Work instructions: Each line below with the word "derive" needs to be copied.

Stored data entries:
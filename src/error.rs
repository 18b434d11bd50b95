//! # Error Handling
//!
//! This module provides unified error handling for the CRM sync API,
//! implementing a consistent problem+json response format with trace ID propagation.

use axum::{
    extract::rejection::JsonRejection,
    http::{HeaderMap, HeaderValue, StatusCode},
    response::{IntoResponse, Response},
};
use serde::{Deserialize, Serialize};
use serde_json::json;
use thiserror::Error;
use utoipa::ToSchema;

use crate::connectors::ConnectorError;
use crate::telemetry;

/// Unified API error response structure
#[derive(Debug, Clone, Serialize, ToSchema)]
pub struct ApiError {
    /// HTTP status code for the response
    #[serde(skip_serializing, skip_deserializing)]
    pub status: StatusCode,
    /// Error code for programmatic handling
    pub code: Box<str>,
    /// Human-readable error message
    pub message: Box<str>,
    /// Additional error details (optional)
    #[serde(skip_serializing_if = "Option::is_none")]
    pub details: Option<Box<serde_json::Value>>,
    /// Suggested retry delay in seconds (optional)
    pub retry_after: Option<u64>,
    /// Correlation trace ID for debugging (optional)
    #[serde(skip_serializing_if = "Option::is_none")]
    pub trace_id: Option<Box<str>>,
}

impl ApiError {
    /// Create a new API error with the given status code and message
    pub fn new<S: Into<String>>(status: StatusCode, code: S, message: S) -> Self {
        Self {
            status,
            code: code.into().into_boxed_str(),
            message: message.into().into_boxed_str(),
            details: None,
            retry_after: None,
            trace_id: Self::current_trace_id(),
        }
    }

    /// Add details to the error
    pub fn with_details<V: Into<serde_json::Value>>(mut self, details: V) -> Self {
        self.details = Some(Box::new(details.into()));
        self
    }

    /// Set retry after delay
    pub fn with_retry_after(mut self, seconds: u64) -> Self {
        self.retry_after = Some(seconds);
        self
    }

    /// Extract current trace ID from the active tracing span (falls back to generated correlation ID)
    fn current_trace_id() -> Option<Box<str>> {
        telemetry::current_trace_id()
            .map(|trace_id| trace_id.into_boxed_str())
            .or_else(|| {
                // Fallback: generate a correlation ID for basic client-server log correlation
                Some(format!("corr-{}", &uuid::Uuid::new_v4().to_string()[..8]).into_boxed_str())
            })
    }
}

/// Standard error types with predefined status codes
#[derive(Debug, Error)]
pub enum ErrorType {
    #[error("Bad Request")]
    BadRequest,
    #[error("Not Found")]
    NotFound,
    #[error("Conflict")]
    Conflict,
    #[error("Too Many Requests")]
    TooManyRequests,
    #[error("Internal Server Error")]
    InternalServerError,
    #[error("Bad Gateway")]
    BadGateway,
}

impl ErrorType {
    /// Get the appropriate HTTP status code for this error type
    pub fn status_code(&self) -> StatusCode {
        match self {
            ErrorType::BadRequest => StatusCode::BAD_REQUEST,
            ErrorType::NotFound => StatusCode::NOT_FOUND,
            ErrorType::Conflict => StatusCode::CONFLICT,
            ErrorType::TooManyRequests => StatusCode::TOO_MANY_REQUESTS,
            ErrorType::InternalServerError => StatusCode::INTERNAL_SERVER_ERROR,
            ErrorType::BadGateway => StatusCode::BAD_GATEWAY,
        }
    }

    /// Get the error code string for this error type
    pub fn error_code(&self) -> &'static str {
        match self {
            ErrorType::BadRequest => "VALIDATION_FAILED",
            ErrorType::NotFound => "NOT_FOUND",
            ErrorType::Conflict => "CONFLICT",
            ErrorType::TooManyRequests => "RATE_LIMITED",
            ErrorType::InternalServerError => "INTERNAL_SERVER_ERROR",
            ErrorType::BadGateway => "PROVIDER_ERROR",
        }
    }
}

/// Upstream CRM vendor error information
#[derive(Debug, Clone, Serialize, Deserialize, ToSchema)]
pub struct ProviderError {
    /// Provider identifier (e.g., "airtable")
    pub provider: String,
    /// HTTP status code from upstream
    pub status: u16,
    /// Response body snippet from upstream (truncated for security)
    pub body_snippet: Option<String>,
}

impl IntoResponse for ApiError {
    fn into_response(self) -> Response {
        let mut headers = HeaderMap::new();
        headers.insert(
            "content-type",
            HeaderValue::from_static("application/problem+json"),
        );

        // Add Retry-After header if present
        if let Some(retry_after) = self.retry_after
            && let Ok(header_value) = HeaderValue::from_str(&retry_after.to_string())
        {
            headers.insert("retry-after", header_value);
        }

        (self.status, headers, axum::Json(self)).into_response()
    }
}

// Error mappers for common sources

impl From<ErrorType> for ApiError {
    fn from(error_type: ErrorType) -> Self {
        Self::new(
            error_type.status_code(),
            error_type.error_code(),
            &error_type.to_string(),
        )
    }
}

impl From<anyhow::Error> for ApiError {
    fn from(error: anyhow::Error) -> Self {
        // Log the full error for debugging
        tracing::error!("Internal error: {:?}", error);

        Self::new(
            StatusCode::INTERNAL_SERVER_ERROR,
            "INTERNAL_SERVER_ERROR",
            "An internal error occurred",
        )
    }
}

impl From<JsonRejection> for ApiError {
    fn from(rejection: JsonRejection) -> Self {
        let message = match rejection {
            JsonRejection::JsonDataError(err) => format!("Invalid JSON: {}", err),
            JsonRejection::JsonSyntaxError(err) => format!("JSON syntax error: {}", err),
            JsonRejection::MissingJsonContentType(_) => {
                "Missing 'Content-Type: application/json' header".to_string()
            }
            _ => "Invalid request body".to_string(),
        };

        Self::new(StatusCode::BAD_REQUEST, "VALIDATION_FAILED", &message)
    }
}

impl From<ConnectorError> for ApiError {
    fn from(error: ConnectorError) -> Self {
        match error {
            ConnectorError::RateLimited { retry_after_secs } => ApiError::new(
                StatusCode::TOO_MANY_REQUESTS,
                "RATE_LIMITED",
                "CRM provider rate limit exceeded",
            )
            .with_retry_after(retry_after_secs.unwrap_or(60)),
            ConnectorError::Config { ref details } => ApiError::new(
                StatusCode::BAD_REQUEST,
                "VALIDATION_FAILED",
                &format!("Invalid connector configuration: {}", details),
            ),
            ConnectorError::NotSupported {
                provider,
                operation,
            } => ApiError::new(
                StatusCode::BAD_REQUEST,
                "NOT_SUPPORTED",
                &format!("{} does not support {}", provider, operation),
            ),
            // Auth, Http and Network failures all surface as upstream errors
            other => {
                tracing::warn!(error = %other, "CRM provider error");
                ApiError::new(
                    StatusCode::BAD_GATEWAY,
                    "PROVIDER_ERROR",
                    &format!("CRM provider error: {}", other),
                )
            }
        }
    }
}

/// Create a provider upstream error
pub fn provider_error(provider: String, status: u16, body: Option<String>) -> ApiError {
    let provider_error = ProviderError {
        provider: provider.clone(),
        status,
        body_snippet: body.map(|b| {
            if b.chars().count() > 200 {
                let truncated: String = b.chars().take(200).collect();
                format!("{}...", truncated)
            } else {
                b
            }
        }),
    };

    // Upstream HTTP failures are 502 so provider faults are distinguishable
    // from client request errors
    ApiError::new(
        StatusCode::BAD_GATEWAY,
        "PROVIDER_ERROR",
        &format!("Provider {} returned error status {}", provider, status),
    )
    .with_details(json!(provider_error))
}

/// Create a not found error (404)
pub fn not_found(message: &str) -> ApiError {
    ApiError::new(StatusCode::NOT_FOUND, "NOT_FOUND", message)
}

/// Create a validation error with field details
pub fn validation_error(message: &str, field_errors: serde_json::Value) -> ApiError {
    ApiError::new(StatusCode::BAD_REQUEST, "VALIDATION_FAILED", message).with_details(field_errors)
}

Exercise output:
#[derive(Debug, Clone, Serialize, ToSchema)]
#[derive(Debug, Error)]
#[derive(Debug, Clone, Serialize, Deserialize, ToSchema)]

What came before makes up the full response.